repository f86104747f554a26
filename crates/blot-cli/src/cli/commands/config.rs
//! Config command handlers.

use anyhow::{Context, Result};
use blot_core::config::{Config, paths};

pub fn path() {
    println!("{}", paths::config_path().display());
}

pub fn init() -> Result<()> {
    let config_path = paths::config_path();
    Config::init(&config_path)
        .with_context(|| format!("init config at {}", config_path.display()))?;
    println!("Created config at {}", config_path.display());
    Ok(())
}

/// Persists a new base URL, preserving other user-set values and the
/// template's comments.
pub fn set_url(url: &str) -> Result<()> {
    let config_path = paths::config_path();
    Config::save_base_url_to(&config_path, url)
        .with_context(|| format!("update config at {}", config_path.display()))?;
    println!("Set base_url to {url}");
    Ok(())
}
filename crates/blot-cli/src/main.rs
mod cli;

fn main() {
    if let Err(e) = cli::run() {
        eprintln!("{e:#}"); // pretty anyhow chain
        std::process::exit(1);
    }
}
//! Incremental, paginated extraction of fire incidents from the SODA API.

use std::sync::Arc;
use std::time::Duration;

use chrono::Utc;
use reqwest::StatusCode;
use serde_json::Value as JsonValue;
use sffire_core::{RawIncident, Watermark};
use thiserror::Error;
use tracing::{debug, info};

pub const CRATE_NAME: &str = "sffire-source";

pub const DEFAULT_API_URL: &str = "https://data.sfgov.org/resource/wr8u-xric.json";
pub const DEFAULT_PAGE_SIZE: usize = 50_000;

/// Stable ordering so offset paging never skips or repeats rows.
const PAGE_ORDER: &str = "incident_date,id";
const LOADED_AT_FORMAT: &str = "%Y-%m-%dT%H:%M:%S%.3f";

#[derive(Debug, Clone)]
pub struct ExtractorConfig {
    pub api_url: String,
    pub page_size: usize,
    pub timeout: Duration,
    pub user_agent: Option<String>,
}

impl Default for ExtractorConfig {
    fn default() -> Self {
        Self {
            api_url: DEFAULT_API_URL.to_string(),
            page_size: DEFAULT_PAGE_SIZE,
            timeout: Duration::from_secs(120),
            user_agent: None,
        }
    }
}

/// Progress observation emitted once per non-empty page.
#[derive(Debug, Clone, Copy, PartialEq, Eq)]
pub struct PageProgress {
    pub page: usize,
    pub offset: usize,
    pub page_records: usize,
    pub total_records: usize,
}

/// Informational hook; it cannot influence paging.
pub trait PageObserver: Send + Sync {
    fn on_page(&self, progress: &PageProgress);
}

#[derive(Default)]
pub struct NoopPageObserver;

impl PageObserver for NoopPageObserver {
    fn on_page(&self, _progress: &PageProgress) {}
}

#[derive(Debug, Error)]
pub enum ExtractError {
    #[error("building http client: {0}")]
    Client(#[source] reqwest::Error),
    #[error("request for offset {offset} failed: {source}")]
    Request {
        offset: usize,
        #[source]
        source: reqwest::Error,
    },
    #[error("http status {status} for offset {offset} at {url}")]
    HttpStatus {
        status: u16,
        offset: usize,
        url: String,
    },
    #[error("decoding page at offset {offset}: {source}")]
    Decode {
        offset: usize,
        #[source]
        source: reqwest::Error,
    },
}

/// Pulls every incident at or after a watermark, one page at a time.
///
/// The extractor owns a single HTTP session, opened lazily on the first
/// extraction and released by [`IncidentExtractor::close`].
pub struct IncidentExtractor {
    config: ExtractorConfig,
    session: Option<reqwest::Client>,
    observer: Arc<dyn PageObserver>,
}

impl IncidentExtractor {
    pub fn new(config: ExtractorConfig) -> Self {
        Self {
            config,
            session: None,
            observer: Arc::new(NoopPageObserver),
        }
    }

    pub fn with_observer(mut self, observer: Arc<dyn PageObserver>) -> Self {
        self.observer = observer;
        self
    }

    pub fn is_open(&self) -> bool {
        self.session.is_some()
    }

    /// Release the HTTP session. Safe to call repeatedly or before any
    /// extraction has opened one.
    pub fn close(&mut self) {
        if self.session.take().is_some() {
            debug!("closed source session");
        }
    }

    /// Fetch all records with `incident_date >= watermark`.
    ///
    /// Pages are requested at offsets `0, page_size, 2 * page_size, ...`
    /// until the API answers with an empty page. Any non-200 status or
    /// transport failure aborts the whole extraction.
    #[tracing::instrument(skip_all, fields(watermark = %watermark))]
    pub async fn extract_incremental(
        &mut self,
        watermark: Watermark,
    ) -> Result<Vec<RawIncident>, ExtractError> {
        let client = self.session()?;
        let page_size = self.config.page_size.max(1);
        let where_clause = format!("incident_date >= '{}'", watermark.to_api_literal());
        let limit = page_size.to_string();
        let loaded_at = Utc::now().naive_utc().format(LOADED_AT_FORMAT).to_string();

        let mut records: Vec<RawIncident> = Vec::new();
        let mut offset = 0usize;
        let mut page = 0usize;

        loop {
            let offset_param = offset.to_string();
            let response = client
                .get(&self.config.api_url)
                .query(&[
                    ("$where", where_clause.as_str()),
                    ("$order", PAGE_ORDER),
                    ("$limit", limit.as_str()),
                    ("$offset", offset_param.as_str()),
                ])
                .send()
                .await
                .map_err(|source| ExtractError::Request { offset, source })?;

            let status = response.status();
            if status != StatusCode::OK {
                return Err(ExtractError::HttpStatus {
                    status: status.as_u16(),
                    offset,
                    url: response.url().to_string(),
                });
            }

            let batch: Vec<RawIncident> = response
                .json()
                .await
                .map_err(|source| ExtractError::Decode { offset, source })?;
            if batch.is_empty() {
                break;
            }

            page += 1;
            let page_records = batch.len();
            records.extend(batch.into_iter().map(|mut record| {
                stamp_loaded_at(&mut record, &loaded_at);
                record
            }));

            info!(
                page,
                offset,
                page_records,
                total_records = records.len(),
                "fetched incident page"
            );
            self.observer.on_page(&PageProgress {
                page,
                offset,
                page_records,
                total_records: records.len(),
            });

            offset += page_size;
        }

        info!(pages = page, total_records = records.len(), "extraction complete");
        Ok(records)
    }

    fn session(&mut self) -> Result<reqwest::Client, ExtractError> {
        if let Some(client) = &self.session {
            return Ok(client.clone());
        }

        let mut builder = reqwest::Client::builder()
            .gzip(true)
            .brotli(true)
            .timeout(self.config.timeout);
        if let Some(user_agent) = &self.config.user_agent {
            builder = builder.user_agent(user_agent.clone());
        }

        let client = builder.build().map_err(ExtractError::Client)?;
        debug!(api_url = %self.config.api_url, "opened source session");
        self.session = Some(client.clone());
        Ok(client)
    }
}

/// Give records without a source-reported `data_loaded_at` the extraction time.
fn stamp_loaded_at(record: &mut RawIncident, loaded_at: &str) {
    let slot = record
        .entry("data_loaded_at")
        .or_insert(JsonValue::Null);
    if slot.is_null() {
        *slot = JsonValue::String(loaded_at.to_owned());
    }
}
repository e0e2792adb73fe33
//! In-process destination with the same upsert semantics as the PostgreSQL
//! store. Backs `--dry-run` and the loader tests.

use std::collections::{BTreeMap, BTreeSet, HashSet};
use std::sync::atomic::{AtomicBool, Ordering};
use std::sync::{Arc, Mutex, MutexGuard, PoisonError};

use async_trait::async_trait;
use chrono::{NaiveDateTime, Utc};
use sffire_core::CanonicalRow;

use crate::{IncidentStore, StoreConnector, TableRef};

#[derive(Debug, Clone, PartialEq)]
pub struct StoredIncident {
    pub row: CanonicalRow,
    /// Mirrors the `_loaded_at` column.
    pub loaded_at: NaiveDateTime,
    pub writes: u32,
}

#[derive(Debug, Default)]
struct MemoryState {
    schemas: BTreeSet<String>,
    tables: BTreeMap<String, BTreeMap<String, StoredIncident>>,
    indexes: BTreeSet<String>,
    events: Vec<String>,
    connections: usize,
    open_stores: usize,
}

/// Hands out [`MemoryStore`]s that all share one set of tables.
#[derive(Debug, Clone, Default)]
pub struct MemoryConnector {
    state: Arc<Mutex<MemoryState>>,
}

impl MemoryConnector {
    pub fn new() -> Self {
        Self::default()
    }

    fn state(&self) -> MutexGuard<'_, MemoryState> {
        self.state.lock().unwrap_or_else(PoisonError::into_inner)
    }

    /// Rows of `target` ordered by id.
    pub fn rows(&self, target: &TableRef) -> Vec<StoredIncident> {
        self.state()
            .tables
            .get(&target.to_string())
            .map(|rows| rows.values().cloned().collect())
            .unwrap_or_default()
    }

    pub fn row(&self, target: &TableRef, id: &str) -> Option<StoredIncident> {
        self.state()
            .tables
            .get(&target.to_string())
            .and_then(|rows| rows.get(id).cloned())
    }

    pub fn indexes(&self) -> Vec<String> {
        self.state().indexes.iter().cloned().collect()
    }

    /// Every store operation in the order it happened.
    pub fn events(&self) -> Vec<String> {
        self.state().events.clone()
    }

    pub fn connections(&self) -> usize {
        self.state().connections
    }

    /// Stores handed out and not yet closed.
    pub fn open_stores(&self) -> usize {
        self.state().open_stores
    }
}

#[async_trait]
impl StoreConnector for MemoryConnector {
    type Store = MemoryStore;

    async fn connect(&self) -> Result<MemoryStore, sqlx::Error> {
        let mut state = self.state();
        state.connections += 1;
        state.open_stores += 1;
        Ok(MemoryStore {
            state: self.state.clone(),
            closed: AtomicBool::new(false),
        })
    }

    fn describe(&self) -> String {
        "in-memory destination".to_string()
    }
}

#[derive(Debug)]
pub struct MemoryStore {
    state: Arc<Mutex<MemoryState>>,
    closed: AtomicBool,
}

impl MemoryStore {
    fn state(&self) -> MutexGuard<'_, MemoryState> {
        self.state.lock().unwrap_or_else(PoisonError::into_inner)
    }
}

fn missing_table(target: &TableRef) -> sqlx::Error {
    sqlx::Error::Protocol(format!("relation {target} does not exist"))
}

#[async_trait]
impl IncidentStore for MemoryStore {
    async fn prepare_schema(&self, schema: &str) -> Result<(), sqlx::Error> {
        let mut state = self.state();
        state.schemas.insert(schema.to_string());
        state.events.push(format!("schema {schema}"));
        Ok(())
    }

    async fn ensure_table(&self, target: &TableRef) -> Result<(), sqlx::Error> {
        let mut state = self.state();
        if !state.schemas.contains(target.schema()) {
            return Err(sqlx::Error::Protocol(format!(
                "schema {} does not exist",
                target.schema()
            )));
        }
        state.tables.entry(target.to_string()).or_default();
        state.events.push(format!("table {target}"));
        Ok(())
    }

    async fn upsert_batch(
        &self,
        target: &TableRef,
        rows: &[CanonicalRow],
    ) -> Result<u64, sqlx::Error> {
        let mut seen = HashSet::new();
        if let Some(dup) = rows.iter().find(|row| !seen.insert(row.id.as_str())) {
            return Err(sqlx::Error::Protocol(format!(
                "ON CONFLICT DO UPDATE command cannot affect row a second time (id {})",
                dup.id
            )));
        }

        let mut state = self.state();
        let now = Utc::now().naive_utc();
        let table = state
            .tables
            .get_mut(&target.to_string())
            .ok_or_else(|| missing_table(target))?;
        for row in rows {
            let writes = table.get(&row.id).map_or(0, |existing| existing.writes) + 1;
            table.insert(
                row.id.clone(),
                StoredIncident {
                    row: row.clone(),
                    loaded_at: now,
                    writes,
                },
            );
        }
        state.events.push(format!("upsert {}", rows.len()));
        Ok(rows.len() as u64)
    }

    async fn create_index(&self, target: &TableRef, column: &str) -> Result<(), sqlx::Error> {
        let mut state = self.state();
        if !state.tables.contains_key(&target.to_string()) {
            return Err(missing_table(target));
        }
        let name = target.index_name(column);
        state.indexes.insert(name.clone());
        state.events.push(format!("index {name}"));
        Ok(())
    }

    async fn close(&self) {
        if !self.closed.swap(true, Ordering::SeqCst) {
            self.state().open_stores -= 1;
        }
    }
}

§ What you will do:
Using the data above, tally each line that has the string "impl" and report only the sum.

§ Written response:
7